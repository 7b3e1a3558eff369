//! `cmdbridge` – command request/response bridge daemon.
//!
//! Loads `~/.cmdbridge/config.toml` (or `--config <path>`), connects to the
//! external MQTT broker and the internal message bus, and translates command
//! requests between the two until Ctrl-C.

mod config;
mod daemon;
mod telemetry;

use std::path::PathBuf;
use std::process::ExitCode;

use clap::Parser;
use tokio::sync::watch;
use tracing::{error, info, warn};

#[derive(Parser, Debug)]
#[command(name = "cmdbridge", version, about = "Bridge external MQTT command requests onto the internal message bus")]
struct Args {
    /// Configuration file (defaults to ~/.cmdbridge/config.toml).
    #[arg(short, long)]
    config: Option<PathBuf>,

    /// Validate the configuration and exit.
    #[arg(long)]
    check: bool,

    /// Write a default configuration file and exit.
    #[arg(long, conflicts_with = "check")]
    init: bool,
}

fn main() -> ExitCode {
    let args = Args::parse();
    let _telemetry = telemetry::init_tracing("cmdbridge");

    let path = args.config.unwrap_or_else(config::config_path);

    if args.init {
        if path.exists() {
            error!(path = %path.display(), "config file already exists, not overwriting");
            return ExitCode::FAILURE;
        }
        return match config::save_to(&config::Config::default(), &path) {
            Ok(()) => {
                info!(path = %path.display(), "wrote default configuration");
                ExitCode::SUCCESS
            }
            Err(e) => {
                error!(error = %e, "could not write configuration");
                ExitCode::FAILURE
            }
        };
    }

    let cfg = match config::load_from(&path) {
        Ok(Some(cfg)) => {
            info!(path = %path.display(), "configuration loaded");
            cfg
        }
        Ok(None) => {
            warn!(path = %path.display(), "config file not found, using defaults");
            let mut cfg = config::Config::default();
            config::apply_env_overrides(&mut cfg);
            if let Err(e) = cfg.validate() {
                error!(error = %e, "invalid configuration");
                return ExitCode::FAILURE;
            }
            cfg
        }
        Err(e) => {
            error!(path = %path.display(), error = %e, "invalid configuration");
            return ExitCode::FAILURE;
        }
    };

    if args.check {
        info!(devices = cfg.devices.len(), "configuration is valid");
        return ExitCode::SUCCESS;
    }

    let (shutdown_tx, shutdown_rx) = watch::channel(false);
    if let Err(e) = ctrlc::set_handler(move || {
        info!("shutdown requested");
        let _ = shutdown_tx.send(true);
    }) {
        warn!(error = %e, "Failed to install Ctrl-C handler; graceful shutdown on Ctrl-C will not be available");
    }

    let runtime = match tokio::runtime::Builder::new_multi_thread().enable_all().build() {
        Ok(rt) => rt,
        Err(e) => {
            error!(error = %e, "could not start the async runtime");
            return ExitCode::FAILURE;
        }
    };

    match runtime.block_on(daemon::run(cfg, shutdown_rx)) {
        Ok(()) => ExitCode::SUCCESS,
        Err(e) => {
            error!(error = %e, "command bridge failed");
            ExitCode::FAILURE
        }
    }
}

TASK REQUIREMENTS: What is the number of lines in the records that contain "ExitCode"? Give that number only.

WRITTEN RESPONSE: 11